**LISTED RECORDS**.
BEGIN

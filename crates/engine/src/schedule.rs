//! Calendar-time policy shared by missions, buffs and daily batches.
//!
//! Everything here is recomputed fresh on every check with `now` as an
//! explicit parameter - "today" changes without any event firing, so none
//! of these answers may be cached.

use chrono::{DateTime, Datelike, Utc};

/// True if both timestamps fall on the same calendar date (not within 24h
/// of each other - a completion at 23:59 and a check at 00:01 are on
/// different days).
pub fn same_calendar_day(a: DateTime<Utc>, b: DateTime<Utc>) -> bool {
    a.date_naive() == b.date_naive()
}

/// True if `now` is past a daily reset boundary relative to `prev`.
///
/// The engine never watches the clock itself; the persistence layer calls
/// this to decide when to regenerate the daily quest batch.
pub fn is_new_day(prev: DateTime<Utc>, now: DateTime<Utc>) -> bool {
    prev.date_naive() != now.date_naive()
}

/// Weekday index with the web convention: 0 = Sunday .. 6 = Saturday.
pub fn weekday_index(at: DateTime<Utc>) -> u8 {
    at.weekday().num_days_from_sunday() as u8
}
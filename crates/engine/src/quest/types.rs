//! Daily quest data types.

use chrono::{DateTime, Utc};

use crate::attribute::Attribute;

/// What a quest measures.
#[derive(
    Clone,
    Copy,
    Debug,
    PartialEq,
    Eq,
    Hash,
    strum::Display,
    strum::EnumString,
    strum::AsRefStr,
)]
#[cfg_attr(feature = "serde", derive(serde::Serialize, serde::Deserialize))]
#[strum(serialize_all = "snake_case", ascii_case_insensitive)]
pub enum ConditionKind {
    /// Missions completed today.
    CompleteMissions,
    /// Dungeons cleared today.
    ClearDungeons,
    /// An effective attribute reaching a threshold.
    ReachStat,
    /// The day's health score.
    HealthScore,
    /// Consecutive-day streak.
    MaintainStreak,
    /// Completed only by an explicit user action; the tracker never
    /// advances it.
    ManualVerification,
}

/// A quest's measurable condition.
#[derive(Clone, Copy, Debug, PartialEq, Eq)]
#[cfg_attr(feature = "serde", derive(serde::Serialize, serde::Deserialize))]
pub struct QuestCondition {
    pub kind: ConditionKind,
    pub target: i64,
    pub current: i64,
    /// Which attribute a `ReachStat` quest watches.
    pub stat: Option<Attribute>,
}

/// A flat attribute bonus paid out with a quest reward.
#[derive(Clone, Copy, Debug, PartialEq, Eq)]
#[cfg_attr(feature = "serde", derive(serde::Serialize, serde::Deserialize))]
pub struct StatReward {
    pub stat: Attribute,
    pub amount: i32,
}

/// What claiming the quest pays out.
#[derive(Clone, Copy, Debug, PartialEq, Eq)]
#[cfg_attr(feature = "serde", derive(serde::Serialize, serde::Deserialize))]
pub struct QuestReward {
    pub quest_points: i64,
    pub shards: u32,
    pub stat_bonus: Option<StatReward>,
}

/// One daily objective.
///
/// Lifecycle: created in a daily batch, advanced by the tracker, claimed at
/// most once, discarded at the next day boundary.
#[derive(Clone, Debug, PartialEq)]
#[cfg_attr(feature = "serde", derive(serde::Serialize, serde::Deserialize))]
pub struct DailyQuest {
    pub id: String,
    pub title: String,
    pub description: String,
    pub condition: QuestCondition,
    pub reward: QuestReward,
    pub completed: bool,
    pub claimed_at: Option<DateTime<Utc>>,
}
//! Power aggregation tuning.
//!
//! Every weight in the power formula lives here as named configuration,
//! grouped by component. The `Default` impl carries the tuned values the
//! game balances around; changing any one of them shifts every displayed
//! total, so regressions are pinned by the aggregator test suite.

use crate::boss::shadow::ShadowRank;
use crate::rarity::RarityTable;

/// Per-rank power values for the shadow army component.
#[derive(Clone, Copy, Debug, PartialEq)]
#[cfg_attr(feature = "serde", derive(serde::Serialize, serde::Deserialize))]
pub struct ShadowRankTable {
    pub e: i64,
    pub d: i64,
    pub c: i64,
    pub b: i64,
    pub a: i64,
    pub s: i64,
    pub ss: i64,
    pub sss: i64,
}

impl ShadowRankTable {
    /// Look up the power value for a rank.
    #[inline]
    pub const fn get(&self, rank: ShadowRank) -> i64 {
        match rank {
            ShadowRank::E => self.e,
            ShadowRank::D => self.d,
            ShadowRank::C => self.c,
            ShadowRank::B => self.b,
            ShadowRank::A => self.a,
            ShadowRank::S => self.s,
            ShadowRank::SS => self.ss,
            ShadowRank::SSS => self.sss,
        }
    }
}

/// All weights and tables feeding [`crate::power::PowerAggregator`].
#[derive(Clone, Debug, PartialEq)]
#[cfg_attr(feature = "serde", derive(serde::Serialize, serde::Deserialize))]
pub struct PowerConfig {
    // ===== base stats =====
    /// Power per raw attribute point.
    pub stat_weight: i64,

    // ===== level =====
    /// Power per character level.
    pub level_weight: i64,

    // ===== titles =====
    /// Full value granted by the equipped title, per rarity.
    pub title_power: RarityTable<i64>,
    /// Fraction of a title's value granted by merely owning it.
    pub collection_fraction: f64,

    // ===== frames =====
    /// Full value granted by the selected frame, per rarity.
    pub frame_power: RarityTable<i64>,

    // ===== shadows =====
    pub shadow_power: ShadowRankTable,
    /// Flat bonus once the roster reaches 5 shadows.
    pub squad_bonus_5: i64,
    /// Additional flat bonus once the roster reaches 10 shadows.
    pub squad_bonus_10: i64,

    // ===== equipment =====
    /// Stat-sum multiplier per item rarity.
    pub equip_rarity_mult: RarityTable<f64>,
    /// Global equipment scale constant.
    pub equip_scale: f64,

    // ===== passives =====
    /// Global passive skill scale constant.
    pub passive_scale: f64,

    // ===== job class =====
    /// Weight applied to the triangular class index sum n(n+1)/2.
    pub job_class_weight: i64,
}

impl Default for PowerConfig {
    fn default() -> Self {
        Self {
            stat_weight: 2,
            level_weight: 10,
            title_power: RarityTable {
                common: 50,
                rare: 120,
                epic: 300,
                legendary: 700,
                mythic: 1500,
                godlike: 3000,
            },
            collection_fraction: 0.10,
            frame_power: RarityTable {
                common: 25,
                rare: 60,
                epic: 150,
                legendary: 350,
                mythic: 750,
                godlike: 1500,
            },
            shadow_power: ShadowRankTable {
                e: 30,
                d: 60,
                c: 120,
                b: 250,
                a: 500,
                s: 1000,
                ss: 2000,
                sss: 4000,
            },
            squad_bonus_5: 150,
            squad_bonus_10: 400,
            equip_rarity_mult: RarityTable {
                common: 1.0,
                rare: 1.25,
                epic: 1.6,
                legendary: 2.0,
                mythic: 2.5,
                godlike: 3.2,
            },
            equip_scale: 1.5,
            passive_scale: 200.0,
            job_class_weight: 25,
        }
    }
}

END
BEGIN

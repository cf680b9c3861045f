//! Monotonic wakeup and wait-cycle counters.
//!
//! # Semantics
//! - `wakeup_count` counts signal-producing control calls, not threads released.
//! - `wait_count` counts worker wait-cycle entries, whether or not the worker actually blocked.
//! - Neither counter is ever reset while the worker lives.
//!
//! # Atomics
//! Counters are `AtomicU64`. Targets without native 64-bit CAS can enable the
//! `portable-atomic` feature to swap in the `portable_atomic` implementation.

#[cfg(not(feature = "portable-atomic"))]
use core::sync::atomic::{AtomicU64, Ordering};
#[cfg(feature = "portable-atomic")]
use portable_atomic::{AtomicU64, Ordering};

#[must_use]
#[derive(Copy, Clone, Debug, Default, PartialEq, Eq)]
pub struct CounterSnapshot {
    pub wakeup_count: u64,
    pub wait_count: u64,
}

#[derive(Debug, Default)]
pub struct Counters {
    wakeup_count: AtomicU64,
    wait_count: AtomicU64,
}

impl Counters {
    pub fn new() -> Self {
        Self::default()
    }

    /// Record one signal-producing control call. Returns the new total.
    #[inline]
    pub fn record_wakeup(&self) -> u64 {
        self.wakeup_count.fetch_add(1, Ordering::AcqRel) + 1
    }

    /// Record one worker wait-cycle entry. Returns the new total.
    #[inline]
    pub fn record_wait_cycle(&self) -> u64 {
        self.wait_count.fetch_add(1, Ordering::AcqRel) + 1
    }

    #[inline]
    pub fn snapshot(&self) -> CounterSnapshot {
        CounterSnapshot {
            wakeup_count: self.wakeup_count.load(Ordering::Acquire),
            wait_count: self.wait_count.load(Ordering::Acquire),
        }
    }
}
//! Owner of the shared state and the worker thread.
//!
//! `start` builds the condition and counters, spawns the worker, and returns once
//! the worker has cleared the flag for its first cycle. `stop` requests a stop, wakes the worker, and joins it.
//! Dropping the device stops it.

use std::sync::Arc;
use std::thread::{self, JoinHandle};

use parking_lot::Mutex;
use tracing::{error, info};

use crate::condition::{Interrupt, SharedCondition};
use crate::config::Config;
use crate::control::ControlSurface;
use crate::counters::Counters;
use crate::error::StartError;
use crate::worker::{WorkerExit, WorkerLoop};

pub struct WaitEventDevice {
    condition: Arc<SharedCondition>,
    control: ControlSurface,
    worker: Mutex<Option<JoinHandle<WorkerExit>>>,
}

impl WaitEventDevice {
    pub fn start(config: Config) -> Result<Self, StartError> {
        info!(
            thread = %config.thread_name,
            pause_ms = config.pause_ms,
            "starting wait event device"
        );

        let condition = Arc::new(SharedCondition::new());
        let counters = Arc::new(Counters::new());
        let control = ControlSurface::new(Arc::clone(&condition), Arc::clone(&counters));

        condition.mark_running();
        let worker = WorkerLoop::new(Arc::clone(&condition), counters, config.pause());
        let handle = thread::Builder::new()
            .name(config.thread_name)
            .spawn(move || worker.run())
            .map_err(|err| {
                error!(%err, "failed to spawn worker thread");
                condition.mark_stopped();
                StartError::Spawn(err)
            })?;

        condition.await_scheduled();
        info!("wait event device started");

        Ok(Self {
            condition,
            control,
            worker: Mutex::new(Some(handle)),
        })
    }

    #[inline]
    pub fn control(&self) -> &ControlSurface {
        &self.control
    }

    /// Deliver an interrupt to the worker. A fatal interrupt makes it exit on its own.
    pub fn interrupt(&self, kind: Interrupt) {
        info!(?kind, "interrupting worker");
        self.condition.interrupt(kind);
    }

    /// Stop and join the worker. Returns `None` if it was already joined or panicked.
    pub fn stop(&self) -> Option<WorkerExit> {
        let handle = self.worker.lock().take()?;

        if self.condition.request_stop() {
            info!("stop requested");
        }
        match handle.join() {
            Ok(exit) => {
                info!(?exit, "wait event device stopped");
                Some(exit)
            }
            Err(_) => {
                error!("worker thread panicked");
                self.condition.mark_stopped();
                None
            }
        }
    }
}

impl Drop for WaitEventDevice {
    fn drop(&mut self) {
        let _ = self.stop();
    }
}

END

**YOUR OBJECTIVE**. Look through the material above for the string "once" and copy each line that has it.

**ANSWER SPACE**.
/// most once, discarded at the next day boundary.
    /// Flat bonus once the roster reaches 5 shadows.
    /// Additional flat bonus once the roster reaches 10 shadows.
//! `start` builds the condition and counters, spawns the worker, and returns once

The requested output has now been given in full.